Shaapit: Movie Review


Let’s face the dreadful fact. In present times, face horror is unexciting and obsolete and doesn’t appeal even to hardcore fans of the horror genre. Over that the Hindi Filim Shaapit , like most formulaic frightful films, is a horror flick where the tone, tempo and variation of the background score determines the moment of spook.
The ancient premise is basically Purana Mandir in a new bottle. Kaaya (Shweta Agarwal) carries a generational curse as per which any female in their family would die on marriage. That prohibits her from getting married to her love Aman (Aditya Narayan).
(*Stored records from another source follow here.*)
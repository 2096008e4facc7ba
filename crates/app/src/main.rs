use engine::{Engine, FilePersistence, Persistence};
use error::AppError;
use settings::Settings;

mod error;
mod settings;

#[tokio::main]
async fn main() -> Result<(), AppError> {
    let settings = Settings::new()?;

    tracing_subscriber::fmt()
        .with_env_filter(format!(
            "ledger={level},server={level},engine={level}",
            level = settings.app.level
        ))
        .init();

    if let Err(err) = run(settings).await {
        tracing::error!("{err}");
        return Err(err);
    }
    Ok(())
}

async fn run(settings: Settings) -> Result<(), AppError> {
    let persistence = match &settings.persistence {
        settings::Persistence::Memory => {
            tracing::warn!("Using in-memory persistence, nothing will survive a restart");
            Persistence::default()
        }
        settings::Persistence::File { path } => {
            tracing::info!("Using event log at {path}");
            Persistence::from(FilePersistence::open(path)?)
        }
    };

    let engine = Engine::builder().persistence(persistence).build().await?;

    let listener = tokio::net::TcpListener::bind(settings.server.address()).await?;
    server::run_with_listener(engine, listener).await?;
    Ok(())
}
//! Durable storage of the event log.
//!
//! A log only needs two operations: [`EventLog::append`] is the synchronous
//! durability point of every write, [`EventLog::replay`] streams the stored
//! events back in append order when the store hydrates.

use std::{
    fs::{File, OpenOptions},
    future::Future,
    io::Write,
    path::{Path, PathBuf},
};

use thiserror::Error;
use tokio::io::{AsyncBufReadExt, BufReader};

use crate::{ResultEngine, event::Event};

#[derive(Error, Debug)]
pub enum PersistenceError {
    #[error("event log i/o failed: {0}")]
    Io(#[from] std::io::Error),
    #[error("cannot encode event: {0}")]
    Encode(#[source] serde_json::Error),
    #[error("invalid event at line {line}: {source}")]
    Parse {
        line: usize,
        #[source]
        source: serde_json::Error,
    },
}

pub trait EventLog: Send + Sync {
    /// Store `event`; the call returns only once the event is durable.
    fn append(&mut self, event: &Event) -> Result<(), PersistenceError>;

    /// Visit every stored event in append order.
    ///
    /// The first error, from the log or from `visitor`, stops the replay.
    fn replay<F>(&self, visitor: F) -> impl Future<Output = ResultEngine<()>> + Send
    where
        F: FnMut(Event) -> ResultEngine<()> + Send;
}

/// Keeps nothing. State lives as long as the process.
#[derive(Clone, Copy, Debug, Default)]
pub struct MemoryPersistence;

impl EventLog for MemoryPersistence {
    fn append(&mut self, _event: &Event) -> Result<(), PersistenceError> {
        Ok(())
    }

    async fn replay<F>(&self, _visitor: F) -> ResultEngine<()>
    where
        F: FnMut(Event) -> ResultEngine<()> + Send,
    {
        Ok(())
    }
}

/// Newline delimited JSON file, one event per line.
#[derive(Debug)]
pub struct FilePersistence {
    path: PathBuf,
    file: File,
}

impl FilePersistence {
    /// Open the log at `path`, creating an empty one when missing.
    pub fn open(path: impl AsRef<Path>) -> Result<Self, PersistenceError> {
        let path = path.as_ref().to_path_buf();
        let file = OpenOptions::new().create(true).append(true).open(&path)?;
        Ok(Self { path, file })
    }

    #[must_use]
    pub fn path(&self) -> &Path {
        &self.path
    }
}

impl EventLog for FilePersistence {
    fn append(&mut self, event: &Event) -> Result<(), PersistenceError> {
        let encoded = serde_json::to_string(event).map_err(PersistenceError::Encode)?;
        self.file.write_all(format!("\n{encoded}").as_bytes())?;
        self.file.sync_data()?;
        Ok(())
    }

    async fn replay<F>(&self, mut visitor: F) -> ResultEngine<()>
    where
        F: FnMut(Event) -> ResultEngine<()> + Send,
    {
        let file = tokio::fs::File::open(&self.path)
            .await
            .map_err(PersistenceError::from)?;
        let mut lines = BufReader::new(file).lines();
        let mut number = 0;
        while let Some(line) = lines.next_line().await.map_err(PersistenceError::from)? {
            number += 1;
            if line.trim().is_empty() {
                continue;
            }
            let event = serde_json::from_str(&line).map_err(|source| PersistenceError::Parse {
                line: number,
                source,
            })?;
            visitor(event)?;
        }
        Ok(())
    }
}

/// Log backend chosen at startup.
#[derive(Debug)]
pub enum Persistence {
    Memory(MemoryPersistence),
    File(FilePersistence),
}

impl Default for Persistence {
    fn default() -> Self {
        Self::Memory(MemoryPersistence)
    }
}

impl From<MemoryPersistence> for Persistence {
    fn from(value: MemoryPersistence) -> Self {
        Self::Memory(value)
    }
}

impl From<FilePersistence> for Persistence {
    fn from(value: FilePersistence) -> Self {
        Self::File(value)
    }
}

impl EventLog for Persistence {
    fn append(&mut self, event: &Event) -> Result<(), PersistenceError> {
        match self {
            Self::Memory(log) => log.append(event),
            Self::File(log) => log.append(event),
        }
    }

    async fn replay<F>(&self, visitor: F) -> ResultEngine<()>
    where
        F: FnMut(Event) -> ResultEngine<()> + Send,
    {
        match self {
            Self::Memory(log) => log.replay(visitor).await,
            Self::File(log) => log.replay(visitor).await,
        }
    }
}

#[cfg(test)]
mod tests {
    use uuid::Uuid;

    use super::*;
    use crate::{
        Category, EngineError,
        event::{Action, Change},
    };

    fn category_created(name: &str) -> Event {
        Event::new(Action::Categories(Change::Create(Category {
            id: Uuid::now_v7(),
            name: name.to_string(),
        })))
    }

    async fn collect(log: &impl EventLog) -> ResultEngine<Vec<Event>> {
        let mut events = Vec::new();
        log.replay(|event| {
            events.push(event);
            Ok(())
        })
        .await?;
        Ok(events)
    }

    #[tokio::test]
    async fn memory_replays_nothing() {
        let mut log = MemoryPersistence;
        log.append(&category_created("Food")).unwrap();
        assert!(collect(&log).await.unwrap().is_empty());
    }

    #[tokio::test]
    async fn file_replays_in_append_order() {
        let dir = tempfile::tempdir().unwrap();
        let path = dir.path().join("ledger.ndjson");
        let first = category_created("Food");
        let second = category_created("Rent");

        let mut log = FilePersistence::open(&path).unwrap();
        log.append(&first).unwrap();
        log.append(&second).unwrap();

        let raw = std::fs::read_to_string(&path).unwrap();
        assert!(raw.starts_with('\n'));
        assert_eq!(raw.lines().filter(|l| !l.is_empty()).count(), 2);

        let reopened = FilePersistence::open(&path).unwrap();
        assert_eq!(collect(&reopened).await.unwrap(), vec![first, second]);
    }

    #[tokio::test]
    async fn blank_lines_are_skipped() {
        let dir = tempfile::tempdir().unwrap();
        let path = dir.path().join("ledger.ndjson");
        let event = category_created("Food");
        let line = serde_json::to_string(&event).unwrap();
        std::fs::write(&path, format!("\n\n   \n{line}\n\n")).unwrap();

        let log = FilePersistence::open(&path).unwrap();
        assert_eq!(collect(&log).await.unwrap(), vec![event]);
    }

    #[tokio::test]
    async fn corrupt_line_reports_its_number() {
        let dir = tempfile::tempdir().unwrap();
        let path = dir.path().join("ledger.ndjson");
        let line = serde_json::to_string(&category_created("Food")).unwrap();
        std::fs::write(&path, format!("\n{line}\n{{not json")).unwrap();

        let log = FilePersistence::open(&path).unwrap();
        let err = collect(&log).await.unwrap_err();
        assert!(matches!(&err, EngineError::Fatal(msg) if msg.contains("line 3")), "{err}");
    }

    #[tokio::test]
    async fn visitor_error_stops_replay() {
        let dir = tempfile::tempdir().unwrap();
        let path = dir.path().join("ledger.ndjson");
        let mut log = Persistence::from(FilePersistence::open(&path).unwrap());
        log.append(&category_created("Food")).unwrap();
        log.append(&category_created("Rent")).unwrap();

        let mut seen = 0;
        let err = log
            .replay(|_| {
                seen += 1;
                Err(EngineError::Fatal("stop".to_string()))
            })
            .await
            .unwrap_err();
        assert_eq!(err, EngineError::Fatal("stop".to_string()));
        assert_eq!(seen, 1);
    }
}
After sobbing and singing songs on her staircase, Aman decides to fight against the curse to win his love.

Conventional characterizations come up in the form of a standard sidekick friend (Shubh Joshi) who introduces Aman to Professor Pashupathi (Rahul Dev) who knows it all. Together they set out on a ‘soul’ searching journey and end up in long-lost village Dak Bungla where some Ramu kaka character is waiting for them. The girl gets in ‘grave’ trouble and lands in coma. The guys attempt to dig the past.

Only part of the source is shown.